_Assignment_. Exact reproduction of all the data is needed.

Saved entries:
Segment Open

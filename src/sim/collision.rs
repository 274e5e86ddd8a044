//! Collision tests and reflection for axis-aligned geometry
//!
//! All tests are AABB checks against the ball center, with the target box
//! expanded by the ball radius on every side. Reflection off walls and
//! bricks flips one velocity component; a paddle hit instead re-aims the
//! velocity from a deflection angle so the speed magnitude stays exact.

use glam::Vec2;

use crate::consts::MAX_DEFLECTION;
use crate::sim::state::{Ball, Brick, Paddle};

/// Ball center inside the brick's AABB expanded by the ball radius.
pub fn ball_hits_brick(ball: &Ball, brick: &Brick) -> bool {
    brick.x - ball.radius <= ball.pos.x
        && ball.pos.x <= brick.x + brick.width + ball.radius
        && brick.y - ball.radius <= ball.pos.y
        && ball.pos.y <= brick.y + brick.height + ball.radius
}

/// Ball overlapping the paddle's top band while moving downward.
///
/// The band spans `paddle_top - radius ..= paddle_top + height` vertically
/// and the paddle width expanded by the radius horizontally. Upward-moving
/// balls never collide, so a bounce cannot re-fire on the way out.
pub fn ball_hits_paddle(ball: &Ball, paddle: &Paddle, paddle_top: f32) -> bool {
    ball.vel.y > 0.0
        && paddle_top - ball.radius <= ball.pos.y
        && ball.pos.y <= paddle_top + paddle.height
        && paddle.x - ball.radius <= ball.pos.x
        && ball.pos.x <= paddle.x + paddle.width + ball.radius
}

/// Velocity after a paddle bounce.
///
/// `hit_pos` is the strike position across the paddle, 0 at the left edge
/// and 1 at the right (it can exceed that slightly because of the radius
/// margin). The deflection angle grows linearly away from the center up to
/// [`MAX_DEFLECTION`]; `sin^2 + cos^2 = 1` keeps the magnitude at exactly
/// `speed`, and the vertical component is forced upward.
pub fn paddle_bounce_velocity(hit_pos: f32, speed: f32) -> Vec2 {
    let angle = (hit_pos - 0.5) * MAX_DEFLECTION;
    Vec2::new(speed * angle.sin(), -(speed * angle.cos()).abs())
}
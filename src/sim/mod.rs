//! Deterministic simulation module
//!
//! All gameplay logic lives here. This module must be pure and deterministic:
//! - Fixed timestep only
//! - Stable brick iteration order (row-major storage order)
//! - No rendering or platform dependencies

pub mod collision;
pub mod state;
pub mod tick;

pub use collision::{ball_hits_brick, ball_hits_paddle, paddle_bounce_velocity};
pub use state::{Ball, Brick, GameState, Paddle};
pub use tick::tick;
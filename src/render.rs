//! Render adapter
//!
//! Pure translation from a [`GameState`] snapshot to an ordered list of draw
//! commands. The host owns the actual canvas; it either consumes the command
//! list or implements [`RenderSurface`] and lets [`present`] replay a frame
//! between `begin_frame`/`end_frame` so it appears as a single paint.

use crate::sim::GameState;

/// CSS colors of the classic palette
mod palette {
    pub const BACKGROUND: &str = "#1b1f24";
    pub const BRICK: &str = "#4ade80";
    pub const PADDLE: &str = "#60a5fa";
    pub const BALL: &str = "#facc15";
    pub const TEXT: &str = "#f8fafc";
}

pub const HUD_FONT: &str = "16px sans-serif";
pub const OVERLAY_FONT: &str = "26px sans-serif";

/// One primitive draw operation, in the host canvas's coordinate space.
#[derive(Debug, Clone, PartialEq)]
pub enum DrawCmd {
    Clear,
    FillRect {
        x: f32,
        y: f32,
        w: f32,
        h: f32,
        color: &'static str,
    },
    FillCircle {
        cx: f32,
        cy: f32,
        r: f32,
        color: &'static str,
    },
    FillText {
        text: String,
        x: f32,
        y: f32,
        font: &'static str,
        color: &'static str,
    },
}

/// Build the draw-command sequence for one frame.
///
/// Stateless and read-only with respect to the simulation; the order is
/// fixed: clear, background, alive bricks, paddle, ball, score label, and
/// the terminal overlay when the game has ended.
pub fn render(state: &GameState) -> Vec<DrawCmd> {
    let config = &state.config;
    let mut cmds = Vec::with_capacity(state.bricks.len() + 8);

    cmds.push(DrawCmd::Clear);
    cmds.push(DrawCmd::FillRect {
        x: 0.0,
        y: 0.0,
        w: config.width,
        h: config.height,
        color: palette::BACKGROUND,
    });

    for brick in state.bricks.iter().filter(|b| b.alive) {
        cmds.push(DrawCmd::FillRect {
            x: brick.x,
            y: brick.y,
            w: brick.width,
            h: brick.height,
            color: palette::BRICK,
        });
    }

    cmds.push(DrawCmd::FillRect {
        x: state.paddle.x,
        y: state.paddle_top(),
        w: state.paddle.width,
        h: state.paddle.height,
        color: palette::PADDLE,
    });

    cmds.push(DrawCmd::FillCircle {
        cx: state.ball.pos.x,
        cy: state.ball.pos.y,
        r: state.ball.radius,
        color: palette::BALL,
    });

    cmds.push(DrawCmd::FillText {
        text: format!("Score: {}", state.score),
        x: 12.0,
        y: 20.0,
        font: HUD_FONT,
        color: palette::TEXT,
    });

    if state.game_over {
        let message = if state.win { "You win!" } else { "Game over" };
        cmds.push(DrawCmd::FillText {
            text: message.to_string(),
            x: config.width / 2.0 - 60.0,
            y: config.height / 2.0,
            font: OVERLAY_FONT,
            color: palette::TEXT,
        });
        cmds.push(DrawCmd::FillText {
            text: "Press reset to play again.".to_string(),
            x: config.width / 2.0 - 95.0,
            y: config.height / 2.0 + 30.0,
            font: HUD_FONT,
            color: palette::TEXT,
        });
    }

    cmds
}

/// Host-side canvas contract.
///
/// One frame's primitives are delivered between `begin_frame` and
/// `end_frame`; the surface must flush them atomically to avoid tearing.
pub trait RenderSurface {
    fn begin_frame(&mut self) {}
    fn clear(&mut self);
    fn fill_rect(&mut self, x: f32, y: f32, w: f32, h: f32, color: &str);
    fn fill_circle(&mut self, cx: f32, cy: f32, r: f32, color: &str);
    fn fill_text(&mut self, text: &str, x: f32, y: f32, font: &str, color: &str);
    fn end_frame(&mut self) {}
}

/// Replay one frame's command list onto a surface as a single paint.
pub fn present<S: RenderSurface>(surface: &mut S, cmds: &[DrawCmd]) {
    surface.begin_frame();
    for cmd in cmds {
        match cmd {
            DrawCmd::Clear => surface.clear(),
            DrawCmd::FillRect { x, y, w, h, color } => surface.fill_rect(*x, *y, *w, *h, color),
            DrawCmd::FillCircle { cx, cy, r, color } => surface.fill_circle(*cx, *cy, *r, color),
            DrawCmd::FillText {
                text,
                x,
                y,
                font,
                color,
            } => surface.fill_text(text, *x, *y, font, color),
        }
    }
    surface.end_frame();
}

Segment Closed

_Task solution_.
filename src/sim/collision.rs
repository 274e5e86ddd8a044
//! Collision tests and reflection for axis-aligned geometry
//!
//! All tests are AABB checks against the ball center, with the target box
//! expanded by the ball radius on every side. Reflection off walls and
//! bricks flips one velocity component; a paddle hit instead re-aims the
//! velocity from a deflection angle so the speed magnitude stays exact.

use glam::Vec2;

use crate::consts::MAX_DEFLECTION;
use crate::sim::state::{Ball, Brick, Paddle};

/// Ball center inside the brick's AABB expanded by the ball radius.
pub fn ball_hits_brick(ball: &Ball, brick: &Brick) -> bool {
    brick.x - ball.radius <= ball.pos.x
        && ball.pos.x <= brick.x + brick.width + ball.radius
        && brick.y - ball.radius <= ball.pos.y
        && ball.pos.y <= brick.y + brick.height + ball.radius
}

/// Ball overlapping the paddle's top band while moving downward.
///
/// The band spans `paddle_top - radius ..= paddle_top + height` vertically
/// and the paddle width expanded by the radius horizontally. Upward-moving
/// balls never collide, so a bounce cannot re-fire on the way out.
pub fn ball_hits_paddle(ball: &Ball, paddle: &Paddle, paddle_top: f32) -> bool {
    ball.vel.y > 0.0
        && paddle_top - ball.radius <= ball.pos.y
        && ball.pos.y <= paddle_top + paddle.height
        && paddle.x - ball.radius <= ball.pos.x
        && ball.pos.x <= paddle.x + paddle.width + ball.radius
}

/// Velocity after a paddle bounce.
///
/// `hit_pos` is the strike position across the paddle, 0 at the left edge
/// and 1 at the right (it can exceed that slightly because of the radius
/// margin). The deflection angle grows linearly away from the center up to
/// [`MAX_DEFLECTION`]; `sin^2 + cos^2 = 1` keeps the magnitude at exactly
/// `speed`, and the vertical component is forced upward.
pub fn paddle_bounce_velocity(hit_pos: f32, speed: f32) -> Vec2 {
    let angle = (hit_pos - 0.5) * MAX_DEFLECTION;
    Vec2::new(speed * angle.sin(), -(speed * angle.cos()).abs())
}
filename src/sim/mod.rs
//! Deterministic simulation module
//!
//! All gameplay logic lives here. This module must be pure and deterministic:
//! - Fixed timestep only
//! - Stable brick iteration order (row-major storage order)
//! - No rendering or platform dependencies

pub mod collision;
pub mod state;
pub mod tick;

pub use collision::{ball_hits_brick, ball_hits_paddle, paddle_bounce_velocity};
pub use state::{Ball, Brick, GameState, Paddle};
pub use tick::tick;
filename src/render.rs
//! Render adapter
//!
//! Pure translation from a [`GameState`] snapshot to an ordered list of draw
//! commands. The host owns the actual canvas; it either consumes the command
//! list or implements [`RenderSurface`] and lets [`present`] replay a frame
//! between `begin_frame`/`end_frame` so it appears as a single paint.

use crate::sim::GameState;

/// CSS colors of the classic palette
mod palette {
    pub const BACKGROUND: &str = "#1b1f24";
    pub const BRICK: &str = "#4ade80";
    pub const PADDLE: &str = "#60a5fa";
    pub const BALL: &str = "#facc15";
    pub const TEXT: &str = "#f8fafc";
}

pub const HUD_FONT: &str = "16px sans-serif";
pub const OVERLAY_FONT: &str = "26px sans-serif";

/// One primitive draw operation, in the host canvas's coordinate space.
#[derive(Debug, Clone, PartialEq)]
pub enum DrawCmd {
    Clear,
    FillRect {
        x: f32,
        y: f32,
        w: f32,
        h: f32,
        color: &'static str,
    },
    FillCircle {
        cx: f32,
        cy: f32,
        r: f32,
        color: &'static str,
    },
    FillText {
        text: String,
        x: f32,
        y: f32,
        font: &'static str,
        color: &'static str,
    },
}

/// Build the draw-command sequence for one frame.
///
/// Stateless and read-only with respect to the simulation; the order is
/// fixed: clear, background, alive bricks, paddle, ball, score label, and
/// the terminal overlay when the game has ended.
pub fn render(state: &GameState) -> Vec<DrawCmd> {
    let config = &state.config;
    let mut cmds = Vec::with_capacity(state.bricks.len() + 8);

    cmds.push(DrawCmd::Clear);
    cmds.push(DrawCmd::FillRect {
        x: 0.0,
        y: 0.0,
        w: config.width,
        h: config.height,
        color: palette::BACKGROUND,
    });

    for brick in state.bricks.iter().filter(|b| b.alive) {
        cmds.push(DrawCmd::FillRect {
            x: brick.x,
            y: brick.y,
            w: brick.width,
            h: brick.height,
            color: palette::BRICK,
        });
    }

    cmds.push(DrawCmd::FillRect {
        x: state.paddle.x,
        y: state.paddle_top(),
        w: state.paddle.width,
        h: state.paddle.height,
        color: palette::PADDLE,
    });

    cmds.push(DrawCmd::FillCircle {
        cx: state.ball.pos.x,
        cy: state.ball.pos.y,
        r: state.ball.radius,
        color: palette::BALL,
    });

    cmds.push(DrawCmd::FillText {
        text: format!("Score: {}", state.score),
        x: 12.0,
        y: 20.0,
        font: HUD_FONT,
        color: palette::TEXT,
    });

    if state.game_over {
        let message = if state.win { "You win!" } else { "Game over" };
        cmds.push(DrawCmd::FillText {
            text: message.to_string(),
            x: config.width / 2.0 - 60.0,
            y: config.height / 2.0,
            font: OVERLAY_FONT,
            color: palette::TEXT,
        });
        cmds.push(DrawCmd::FillText {
            text: "Press reset to play again.".to_string(),
            x: config.width / 2.0 - 95.0,
            y: config.height / 2.0 + 30.0,
            font: HUD_FONT,
            color: palette::TEXT,
        });
    }

    cmds
}

/// Host-side canvas contract.
///
/// One frame's primitives are delivered between `begin_frame` and
/// `end_frame`; the surface must flush them atomically to avoid tearing.
pub trait RenderSurface {
    fn begin_frame(&mut self) {}
    fn clear(&mut self);
    fn fill_rect(&mut self, x: f32, y: f32, w: f32, h: f32, color: &str);
    fn fill_circle(&mut self, cx: f32, cy: f32, r: f32, color: &str);
    fn fill_text(&mut self, text: &str, x: f32, y: f32, font: &str, color: &str);
    fn end_frame(&mut self) {}
}

/// Replay one frame's command list onto a surface as a single paint.
pub fn present<S: RenderSurface>(surface: &mut S, cmds: &[DrawCmd]) {
    surface.begin_frame();
    for cmd in cmds {
        match cmd {
            DrawCmd::Clear => surface.clear(),
            DrawCmd::FillRect { x, y, w, h, color } => surface.fill_rect(*x, *y, *w, *h, color),
            DrawCmd::FillCircle { cx, cy, r, color } => surface.fill_circle(*cx, *cy, *r, color),
            DrawCmd::FillText {
                text,
                x,
                y,
                font,
                color,
            } => surface.fill_text(text, *x, *y, font, color),
        }
    }
    surface.end_frame();
}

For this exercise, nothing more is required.